Frank Brolan is a partner in a small Minneapolis advertising agency that is beginning to reach the big-time. His partner, Stu Foster, has a talent for landing important clients while Brolan has a gift for the creative side of the business. The two had been celebrating the signing of an important new client with their staff and afterwards made their way Brolan's house for something to eat, only to find the viciously-hacked body of an attractive woman stuffed into Brolin's freezer. Brolin recognizes the woman as someone with whom he had a loud public argument with the night before. Because Brolan has a quick temper and had domestic abuse charges filed against him previously, he is afraid to go to the police.

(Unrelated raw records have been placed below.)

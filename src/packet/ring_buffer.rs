//! Time- and size-bounded packet history.

use std::collections::VecDeque;
use std::time::{Duration, Instant};

use bytes::Bytes;
use parking_lot::Mutex;

use super::EncodedPacket;

/// Retention used when a non-positive duration is configured.
const DEFAULT_RETENTION: Duration = Duration::from_secs(60);

/// Counters describing what a [`PacketRingBuffer`] currently holds.
#[derive(Debug, Clone, Copy, Default, PartialEq, Eq)]
pub struct RingStats {
    /// Number of buffered packets.
    pub packets: usize,
    /// Sum of buffered payload lengths.
    pub bytes: usize,
}

#[derive(Debug)]
struct Entry {
    packet: EncodedPacket,
    /// Milliseconds used for retention: the pts when known, otherwise the
    /// buffer's own clock at append time.
    arrival_ms: i64,
}

#[derive(Debug, Default)]
struct RingState {
    entries: VecDeque<Entry>,
    bytes: usize,
}

/// Rolling window of encoded packets.
///
/// After every append the buffer holds nothing older than the retention
/// window (measured from the newest packet) and no more than `max_bytes`
/// of payload. All methods take `&self`; appends from the encoder's reader
/// task and snapshots from the save path may race freely.
#[derive(Debug)]
pub struct PacketRingBuffer {
    state: Mutex<RingState>,
    retention: Duration,
    max_bytes: usize,
    epoch: Instant,
}

impl PacketRingBuffer {
    /// Creates an empty buffer.
    ///
    /// A zero `retention` falls back to 60 seconds.
    pub fn new(retention: Duration, max_bytes: usize) -> Self {
        let retention = if retention.is_zero() {
            DEFAULT_RETENTION
        } else {
            retention
        };
        Self {
            state: Mutex::new(RingState::default()),
            retention,
            max_bytes,
            epoch: Instant::now(),
        }
    }

    /// Configured retention window.
    pub fn retention(&self) -> Duration {
        self.retention
    }

    /// Configured byte ceiling.
    pub fn max_bytes(&self) -> usize {
        self.max_bytes
    }

    /// Appends a copy of `packet` and evicts what falls outside the bounds.
    ///
    /// The payload is copied so callers may reuse their read buffers.
    pub fn append(&self, packet: &EncodedPacket) {
        let arrival_ms = if packet.pts > 0 {
            packet.pts
        } else {
            self.clock_ms()
        };
        let stored = EncodedPacket {
            data: Bytes::copy_from_slice(&packet.data),
            ..packet.clone()
        };

        let mut state = self.state.lock();
        state.bytes += stored.data.len();
        state.entries.push_back(Entry {
            packet: stored,
            arrival_ms,
        });

        let cutoff = arrival_ms.saturating_sub(duration_ms(self.retention));
        while let Some(front) = state.entries.front() {
            if front.arrival_ms >= cutoff && state.bytes <= self.max_bytes {
                break;
            }
            if let Some(evicted) = state.entries.pop_front() {
                state.bytes -= evicted.packet.data.len();
            }
        }
    }

    /// Returns the packets needed to decode the last `duration` of video.
    ///
    /// The result starts at a keyframe, preceded by any SEI/SPS/PPS/AUD
    /// units that sit directly before it, and runs to the newest packet.
    /// The keyframe is the closest one at or before the start of the
    /// requested window; if the window has none before it, the first one
    /// inside the window is used. With no keyframe buffered at all the
    /// snapshot is empty. A zero `duration` means the full retention.
    pub fn snapshot_last(&self, duration: Duration) -> EncodedPacketSnapshot {
        let keep = if duration.is_zero() {
            self.retention
        } else {
            duration
        };

        let state = self.state.lock();
        let entries = &state.entries;
        let Some(latest) = entries.back() else {
            return EncodedPacketSnapshot::default();
        };
        let min_time = latest.arrival_ms.saturating_sub(duration_ms(keep));

        let window_start = entries
            .iter()
            .position(|e| e.arrival_ms >= min_time)
            .unwrap_or(entries.len() - 1);

        let anchor = (0..=window_start)
            .rev()
            .find(|&i| entries[i].packet.keyframe)
            .or_else(|| (window_start..entries.len()).find(|&i| entries[i].packet.keyframe));
        let Some(mut anchor) = anchor else {
            return EncodedPacketSnapshot::default();
        };

        while anchor > 0 && entries[anchor - 1].packet.is_stream_header() {
            anchor -= 1;
        }

        let packets = entries
            .range(anchor..)
            .map(|e| e.packet.clone())
            .collect();
        EncodedPacketSnapshot { packets }
    }

    /// Current packet and byte counts.
    pub fn stats(&self) -> RingStats {
        let state = self.state.lock();
        RingStats {
            packets: state.entries.len(),
            bytes: state.bytes,
        }
    }

    /// Number of buffered packets.
    pub fn len(&self) -> usize {
        self.state.lock().entries.len()
    }

    /// Returns `true` if nothing is buffered.
    pub fn is_empty(&self) -> bool {
        self.state.lock().entries.is_empty()
    }

    /// Drops every buffered packet.
    pub fn clear(&self) {
        let mut state = self.state.lock();
        state.entries.clear();
        state.bytes = 0;
    }

    fn clock_ms(&self) -> i64 {
        duration_ms(self.epoch.elapsed())
    }
}

fn duration_ms(d: Duration) -> i64 {
    i64::try_from(d.as_millis()).unwrap_or(i64::MAX)
}

/// An ordered, decodable run of packets copied out of a [`PacketRingBuffer`].
#[derive(Debug, Clone, Default, PartialEq, Eq)]
pub struct EncodedPacketSnapshot {
    packets: Vec<EncodedPacket>,
}

impl EncodedPacketSnapshot {
    /// Wraps packets that are already in decode order.
    pub fn from_packets(packets: Vec<EncodedPacket>) -> Self {
        Self { packets }
    }

    /// The packets, oldest first.
    pub fn packets(&self) -> &[EncodedPacket] {
        &self.packets
    }

    /// Number of packets.
    pub fn len(&self) -> usize {
        self.packets.len()
    }

    /// Returns `true` if the snapshot holds nothing.
    pub fn is_empty(&self) -> bool {
        self.packets.is_empty()
    }

    /// Sum of payload lengths.
    pub fn total_bytes(&self) -> usize {
        self.packets.iter().map(EncodedPacket::len).sum()
    }

    /// Number of coded picture units (NAL types 1..=5).
    pub fn access_unit_count(&self) -> usize {
        self.packets.iter().filter(|p| p.is_slice()).count()
    }

    /// Milliseconds between the first and last known (positive) pts.
    pub fn pts_span_ms(&self) -> Option<i64> {
        let mut known = self.packets.iter().map(|p| p.pts).filter(|&pts| pts > 0);
        let first = known.next()?;
        let last = known.last()?;
        Some(last - first)
    }

    /// Iterates over the packets in order.
    pub fn iter(&self) -> std::slice::Iter<'_, EncodedPacket> {
        self.packets.iter()
    }

    /// Consumes the snapshot, returning its packets.
    pub fn into_packets(self) -> Vec<EncodedPacket> {
        self.packets
    }
}

impl<'a> IntoIterator for &'a EncodedPacketSnapshot {
    type Item = &'a EncodedPacket;
    type IntoIter = std::slice::Iter<'a, EncodedPacket>;

    fn into_iter(self) -> Self::IntoIter {
        self.packets.iter()
    }
}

The dead woman is a hooker named Emma. Her neighbor and friend, Greg Wagner, is a short, wheelcar-bound man with spina bifida. Soon, Wagner and Brolan join forces to try to make sense of the murder. Meanwhile, a teenage hooker named Denise has been picked by a bearded man who drives her to a remote spot and tries to strangle her. Denise is able to get away but not before lifting the man's wallet, a wallet identifying the attacker as Frank Brolan. Soon, another hooker is found dead next to one of Brolan's cuff links.

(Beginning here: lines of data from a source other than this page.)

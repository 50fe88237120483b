//! H.264 Annex B NAL unit helpers.
//!
//! The type codes below are H.264 values. HEVC carries a two-byte header
//! with a six-bit type field and different numbering, so these constants
//! must be revisited before the pipeline is pointed at an HEVC encoder.

/// NAL unit types (5 bits).
#[derive(Debug, Clone, Copy, PartialEq, Eq)]
pub enum NalUnitType {
    /// Non-IDR slice (P or B frame)
    SliceNonIdr,
    /// Slice data partition A
    SliceDataPartA,
    /// Slice data partition B
    SliceDataPartB,
    /// Slice data partition C
    SliceDataPartC,
    /// IDR slice (keyframe)
    SliceIdr,
    /// Supplemental enhancement information
    Sei,
    /// Sequence parameter set
    Sps,
    /// Picture parameter set
    Pps,
    /// Access unit delimiter
    Aud,
    /// End of sequence
    EndSeq,
    /// End of stream
    EndStream,
    /// Filler data
    Filler,
    /// Unknown/reserved
    Unknown(u8),
}

impl From<u8> for NalUnitType {
    fn from(value: u8) -> Self {
        match value & 0x1F {
            1 => NalUnitType::SliceNonIdr,
            2 => NalUnitType::SliceDataPartA,
            3 => NalUnitType::SliceDataPartB,
            4 => NalUnitType::SliceDataPartC,
            5 => NalUnitType::SliceIdr,
            6 => NalUnitType::Sei,
            7 => NalUnitType::Sps,
            8 => NalUnitType::Pps,
            9 => NalUnitType::Aud,
            10 => NalUnitType::EndSeq,
            11 => NalUnitType::EndStream,
            12 => NalUnitType::Filler,
            n => NalUnitType::Unknown(n),
        }
    }
}

impl NalUnitType {
    /// IDR slice: decodable without earlier units.
    pub fn is_keyframe(&self) -> bool {
        matches!(self, NalUnitType::SliceIdr)
    }

    /// Coded slice data (types 1..=5), i.e. one picture's worth of video.
    pub fn is_slice(&self) -> bool {
        matches!(
            self,
            NalUnitType::SliceNonIdr
                | NalUnitType::SliceDataPartA
                | NalUnitType::SliceDataPartB
                | NalUnitType::SliceDataPartC
                | NalUnitType::SliceIdr
        )
    }

    /// Stream headers a decoder needs ahead of a keyframe (SEI, SPS, PPS, AUD).
    pub fn is_stream_header(&self) -> bool {
        matches!(
            self,
            NalUnitType::Sei | NalUnitType::Sps | NalUnitType::Pps | NalUnitType::Aud
        )
    }
}

/// Length of the start code at the beginning of `data`, if any.
pub fn start_code_len(data: &[u8]) -> Option<usize> {
    match data {
        [0, 0, 1, ..] => Some(3),
        [0, 0, 0, 1, ..] => Some(4),
        _ => None,
    }
}

/// Type of a start-code-prefixed NAL unit.
///
/// Returns `None` when `data` does not begin with a start code followed by
/// a header byte.
pub fn nal_type(data: &[u8]) -> Option<NalUnitType> {
    let prefix = start_code_len(data)?;
    data.get(prefix).map(|&header| NalUnitType::from(header))
}

/// Returns `true` if `data` is a start-code-prefixed IDR slice.
pub fn is_keyframe_unit(data: &[u8]) -> bool {
    nal_type(data).is_some_and(|t| t.is_keyframe())
}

While Brolan, Wagner, and Denise try to understand what is going on, the reader is treated to a knuckle-biting ride. Gorman carves his characters with scalpel-like precision, their all too human foibles laid bare. Gorman has always been the poet of the underdog, treating them with love and understanding while sometimes subjecting them to horrific violence. And the author is not above sly digs at the advertising community, a group he knows all to well.
A darn good book, with only one plot hole that I could find and that (if you close your eyes hard enough and really, truly believe in pixies) could be explained by one character's nature.